Quelques éléments factuels :

  • C’est une association 1901, avec une gouvernance indépendante (ni l’ARS ni la CPAM n’y siègent) qui ne peut rien imposer aux professionnels de santé. Si vous ne voulez plus en être, il suffit de ne pas cotiser.

  • L’ACI fixe le cadre mais rien ne concerne individuellement les participants.

  • La part variable n’est qu’une petite part de l’ACI qui ne met pas en cause le fonctionnement :  on peut encore la réduire en trouvant d’autres financements. Autrement dit l’atteinte des indicateurs de résultats impacte peu le budget de la CPTS.

  • L’adhésion à une association 1901 ne donne aucune obligation à ses membres  : elle permet en revanche de participer aux prises de décision en AG, ou encore de se présenter pour participer à sa gouvernance.

  • L’implication est variable suivant ce que souhaite le médecin, du leader responsable à l’adhérent, en passant par les participations aux différents projets (utilisation d’outils de la CPTS sans contrepartie, proposition de projet répondant à un besoin identifié, participation à l’écriture, participation aux actions)

  • Le financement de la coordination n’est pas du financement du soin, mais est de l’argent donné aux professionnels pour s’organiser. Avoir un, deux ou trois salariés qui mettent en place nos actions nous change des bénévolats usants de ces dernières années. Contrairement au modèle hospitalier, il s’agit bien de budgets dont l’utilisation est décidée et mise en œuvre par des professionnels de santé, et non pas par des administratifs.

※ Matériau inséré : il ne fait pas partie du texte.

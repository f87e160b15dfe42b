use std::time::Duration;

use async_trait::async_trait;
use serde::{Deserialize, Serialize};

use crate::application::ports::{MediaResolver, ResolverError};
use crate::domain::{ResolvedMedia, SourceLink};
use crate::infrastructure::observability::sanitize_for_log;

const PARSE_PATH: &str = "/api/parseVideoUrl";

/// Resolves share links through the xiazaitool `parseVideoUrl` API.
pub struct XiazaitoolResolver {
    client: reqwest::Client,
    endpoint: String,
    token: String,
}

impl XiazaitoolResolver {
    pub fn new(base_url: &str, token: String, timeout: Duration) -> Result<Self, ResolverError> {
        let client = reqwest::Client::builder()
            .timeout(timeout)
            .build()
            .map_err(|e| ResolverError::ResolutionFailed(format!("client: {}", e)))?;
        Ok(Self {
            client,
            endpoint: format!("{}{}", base_url.trim_end_matches('/'), PARSE_PATH),
            token,
        })
    }
}

#[derive(Serialize)]
struct ParseRequest<'a> {
    url: &'a str,
    token: &'a str,
}

#[derive(Deserialize)]
struct ParseResponse {
    data: Option<ParseData>,
}

#[derive(Deserialize)]
struct ParseData {
    #[serde(rename = "videoUrls")]
    video_urls: Option<VideoUrls>,
}

/// The service returns either a single URL or a list of candidates.
#[derive(Deserialize)]
#[serde(untagged)]
enum VideoUrls {
    Single(String),
    Many(Vec<String>),
}

impl VideoUrls {
    fn into_first(self) -> Option<String> {
        let candidate = match self {
            VideoUrls::Single(url) => Some(url),
            VideoUrls::Many(urls) => urls.into_iter().find(|u| !u.trim().is_empty()),
        };
        candidate
            .map(|u| u.trim().to_string())
            .filter(|u| !u.is_empty())
    }
}

#[async_trait]
impl MediaResolver for XiazaitoolResolver {
    #[tracing::instrument(skip(self, link), fields(link = %link))]
    async fn resolve(&self, link: &SourceLink) -> Result<ResolvedMedia, ResolverError> {
        let response = self
            .client
            .post(&self.endpoint)
            .json(&ParseRequest {
                url: link.as_str(),
                token: &self.token,
            })
            .send()
            .await
            .map_err(|e| ResolverError::ResolutionFailed(format!("request: {}", e)))?;

        let status = response.status();
        if status != reqwest::StatusCode::OK {
            let body = response.text().await.unwrap_or_default();
            tracing::warn!(%status, body = %sanitize_for_log(&body), "Resolver rejected link");
            return Err(ResolverError::ResolutionFailed(format!("status {}", status)));
        }

        let parsed: ParseResponse = response
            .json()
            .await
            .map_err(|e| ResolverError::ResolutionFailed(format!("parse response: {}", e)))?;

        let media_url = parsed
            .data
            .and_then(|d| d.video_urls)
            .and_then(VideoUrls::into_first)
            .ok_or_else(|| {
                ResolverError::ResolutionFailed("response has no videoUrls".to_string())
            })?;

        tracing::debug!(media_url = %media_url, "Link resolved");

        Ok(ResolvedMedia::new(media_url))
    }
}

  • La négociation avec l’ARS et la CPAM sont comme toutes les négociations avec les autorités de santé : musclées et parfois déprimantes.

  • Les obligations seront dans la convention, pas dans les CPTS.

 

La CPTS est également reconnue sur un territoire comme l’interlocuteur identifié en matière de santé, utile pour aller discuter avec les collectivités de démographie médicale, d’attractivité territoriale, ou encore de réglementation locale (certificats de cantine, crèche, centre aérés etc).

Les médecins qui ont fait le choix d’être à  la tête d’une CPTS, parce qu’ils ont analysé les conditions locales, ne sont ni naïfs ni collabo ; ils ont essayé parce que les espaces d’innovation et de pouvoir sont rares et que la profession est réellement en danger. A la fin des cinq ans, ils feront peut-être le constat de leur échec, en attendant, ils labourent et occupent le terrain.

Pour conclure, paraphrasant Esope, « les CPTS sont la pire et la meilleure des choses », la pire si l’Etat arrive à en faire un outil de contrôle des professionnels de santé de ville, la meilleure si les professionnels de santé s’en emparent pour dynamiser leur cadre de travail 

A votre disposition pour en parler sereinement et factuellement, car de notre point de vue, la défense de notre profession et de son attractivité passeront aussi par les CPTS. 

Amitiés syndicales

Dr Pascal Charbonnel, Dr Florence Zemour

Dr Bernard Elghozi, Dr Bruno Gay, Dr Renaud Ferrier, Dr Olivier Guercia, Dr Dominique Dreux, Dr Philippe Cholet, Dr Genevieve Richard, Dr Fabien Besancon, Dr Jean-Marc Laruelle, Dr Anne Criquet-Hayot.